- **TASK**
Set down exactly the lines from the one containing "if Pos::is_valid(row, col)" through the end of the records below, both included, and nothing else.

- **DATA RECORDS**
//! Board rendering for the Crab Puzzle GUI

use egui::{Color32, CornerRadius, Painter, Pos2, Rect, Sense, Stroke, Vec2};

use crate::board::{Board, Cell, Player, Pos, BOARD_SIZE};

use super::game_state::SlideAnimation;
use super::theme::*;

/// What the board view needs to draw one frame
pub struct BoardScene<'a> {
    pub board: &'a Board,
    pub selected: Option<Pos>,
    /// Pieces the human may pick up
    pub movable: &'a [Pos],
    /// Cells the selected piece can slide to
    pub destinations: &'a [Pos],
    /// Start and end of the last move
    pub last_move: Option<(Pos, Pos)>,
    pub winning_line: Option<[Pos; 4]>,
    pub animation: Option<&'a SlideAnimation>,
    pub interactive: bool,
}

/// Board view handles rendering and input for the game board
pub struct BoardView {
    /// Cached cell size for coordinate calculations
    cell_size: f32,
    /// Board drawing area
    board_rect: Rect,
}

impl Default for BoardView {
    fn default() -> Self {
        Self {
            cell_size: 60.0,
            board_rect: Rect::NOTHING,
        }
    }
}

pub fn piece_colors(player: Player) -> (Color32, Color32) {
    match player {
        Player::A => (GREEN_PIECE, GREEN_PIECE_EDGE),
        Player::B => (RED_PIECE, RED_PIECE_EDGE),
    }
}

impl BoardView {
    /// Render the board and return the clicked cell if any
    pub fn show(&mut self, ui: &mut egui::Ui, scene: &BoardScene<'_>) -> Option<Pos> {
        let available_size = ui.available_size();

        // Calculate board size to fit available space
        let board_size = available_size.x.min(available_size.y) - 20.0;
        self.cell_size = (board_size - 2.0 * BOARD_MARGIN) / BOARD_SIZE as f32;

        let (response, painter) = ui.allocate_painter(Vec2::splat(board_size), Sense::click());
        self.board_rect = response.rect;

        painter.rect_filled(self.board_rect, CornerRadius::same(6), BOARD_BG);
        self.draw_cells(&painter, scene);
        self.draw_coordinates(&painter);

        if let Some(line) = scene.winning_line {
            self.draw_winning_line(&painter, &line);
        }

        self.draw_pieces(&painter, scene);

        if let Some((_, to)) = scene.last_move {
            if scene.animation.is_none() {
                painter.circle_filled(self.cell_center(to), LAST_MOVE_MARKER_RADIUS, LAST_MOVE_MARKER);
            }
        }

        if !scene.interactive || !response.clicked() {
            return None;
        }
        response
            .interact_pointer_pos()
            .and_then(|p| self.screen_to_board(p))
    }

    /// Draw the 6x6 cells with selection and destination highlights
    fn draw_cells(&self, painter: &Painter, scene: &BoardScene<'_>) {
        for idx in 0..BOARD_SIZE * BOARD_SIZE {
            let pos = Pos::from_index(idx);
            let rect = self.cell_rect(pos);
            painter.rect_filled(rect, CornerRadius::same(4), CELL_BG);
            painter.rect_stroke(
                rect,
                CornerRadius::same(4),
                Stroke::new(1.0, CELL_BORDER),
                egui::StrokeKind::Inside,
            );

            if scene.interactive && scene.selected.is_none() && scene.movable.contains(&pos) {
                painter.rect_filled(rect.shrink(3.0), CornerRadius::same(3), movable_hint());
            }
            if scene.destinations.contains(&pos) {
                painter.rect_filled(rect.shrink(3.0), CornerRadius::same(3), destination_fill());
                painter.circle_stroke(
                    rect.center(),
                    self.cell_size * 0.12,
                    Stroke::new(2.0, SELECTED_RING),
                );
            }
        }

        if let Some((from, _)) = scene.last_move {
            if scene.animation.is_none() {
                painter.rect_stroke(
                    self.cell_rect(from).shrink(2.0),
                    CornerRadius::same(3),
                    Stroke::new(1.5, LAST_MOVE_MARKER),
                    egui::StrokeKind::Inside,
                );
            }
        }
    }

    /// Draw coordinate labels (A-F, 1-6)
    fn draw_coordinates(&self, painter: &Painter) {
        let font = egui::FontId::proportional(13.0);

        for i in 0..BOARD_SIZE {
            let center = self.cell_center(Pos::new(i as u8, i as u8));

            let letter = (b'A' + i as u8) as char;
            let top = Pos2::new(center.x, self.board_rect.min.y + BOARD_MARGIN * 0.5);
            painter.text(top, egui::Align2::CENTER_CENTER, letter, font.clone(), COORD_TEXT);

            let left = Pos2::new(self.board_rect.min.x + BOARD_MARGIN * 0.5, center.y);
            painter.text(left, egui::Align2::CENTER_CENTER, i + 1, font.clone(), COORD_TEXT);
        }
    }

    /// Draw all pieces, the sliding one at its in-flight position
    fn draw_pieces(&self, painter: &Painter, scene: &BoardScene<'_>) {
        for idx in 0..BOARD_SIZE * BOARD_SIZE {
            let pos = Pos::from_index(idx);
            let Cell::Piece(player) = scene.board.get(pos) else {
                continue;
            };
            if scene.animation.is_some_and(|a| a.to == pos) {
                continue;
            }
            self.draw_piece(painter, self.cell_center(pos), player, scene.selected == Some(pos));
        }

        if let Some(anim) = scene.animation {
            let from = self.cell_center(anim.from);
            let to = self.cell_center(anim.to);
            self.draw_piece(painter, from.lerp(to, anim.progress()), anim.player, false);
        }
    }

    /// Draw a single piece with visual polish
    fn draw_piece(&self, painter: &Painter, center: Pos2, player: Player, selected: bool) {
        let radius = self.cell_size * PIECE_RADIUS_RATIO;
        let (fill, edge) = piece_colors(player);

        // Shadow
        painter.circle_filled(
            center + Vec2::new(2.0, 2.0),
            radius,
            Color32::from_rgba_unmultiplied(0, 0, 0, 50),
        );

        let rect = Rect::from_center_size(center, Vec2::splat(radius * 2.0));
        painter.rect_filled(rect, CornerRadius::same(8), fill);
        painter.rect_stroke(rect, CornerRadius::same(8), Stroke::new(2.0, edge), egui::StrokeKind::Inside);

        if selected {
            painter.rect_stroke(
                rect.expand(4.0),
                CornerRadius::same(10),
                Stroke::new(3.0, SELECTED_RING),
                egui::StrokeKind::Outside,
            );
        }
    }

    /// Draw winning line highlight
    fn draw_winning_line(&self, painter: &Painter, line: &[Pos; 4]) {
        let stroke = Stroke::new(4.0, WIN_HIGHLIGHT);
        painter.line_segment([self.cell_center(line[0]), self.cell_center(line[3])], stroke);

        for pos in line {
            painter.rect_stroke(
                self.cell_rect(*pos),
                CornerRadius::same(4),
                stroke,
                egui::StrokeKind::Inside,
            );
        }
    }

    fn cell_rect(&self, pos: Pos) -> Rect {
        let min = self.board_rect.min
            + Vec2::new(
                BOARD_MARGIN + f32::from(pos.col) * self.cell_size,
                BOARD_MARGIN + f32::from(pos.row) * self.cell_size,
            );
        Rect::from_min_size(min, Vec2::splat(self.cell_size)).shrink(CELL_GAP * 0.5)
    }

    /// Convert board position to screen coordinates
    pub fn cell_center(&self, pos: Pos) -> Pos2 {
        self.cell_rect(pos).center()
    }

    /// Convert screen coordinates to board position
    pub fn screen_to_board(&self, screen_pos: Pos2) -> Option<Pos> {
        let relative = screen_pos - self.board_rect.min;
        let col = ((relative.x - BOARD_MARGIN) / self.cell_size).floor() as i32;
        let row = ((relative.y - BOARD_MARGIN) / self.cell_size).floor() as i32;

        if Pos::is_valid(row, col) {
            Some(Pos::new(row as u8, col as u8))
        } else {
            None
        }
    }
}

- **RESULT OF THE TASK**
        if Pos::is_valid(row, col) {
            Some(Pos::new(row as u8, col as u8))
        } else {
            None
        }
    }
}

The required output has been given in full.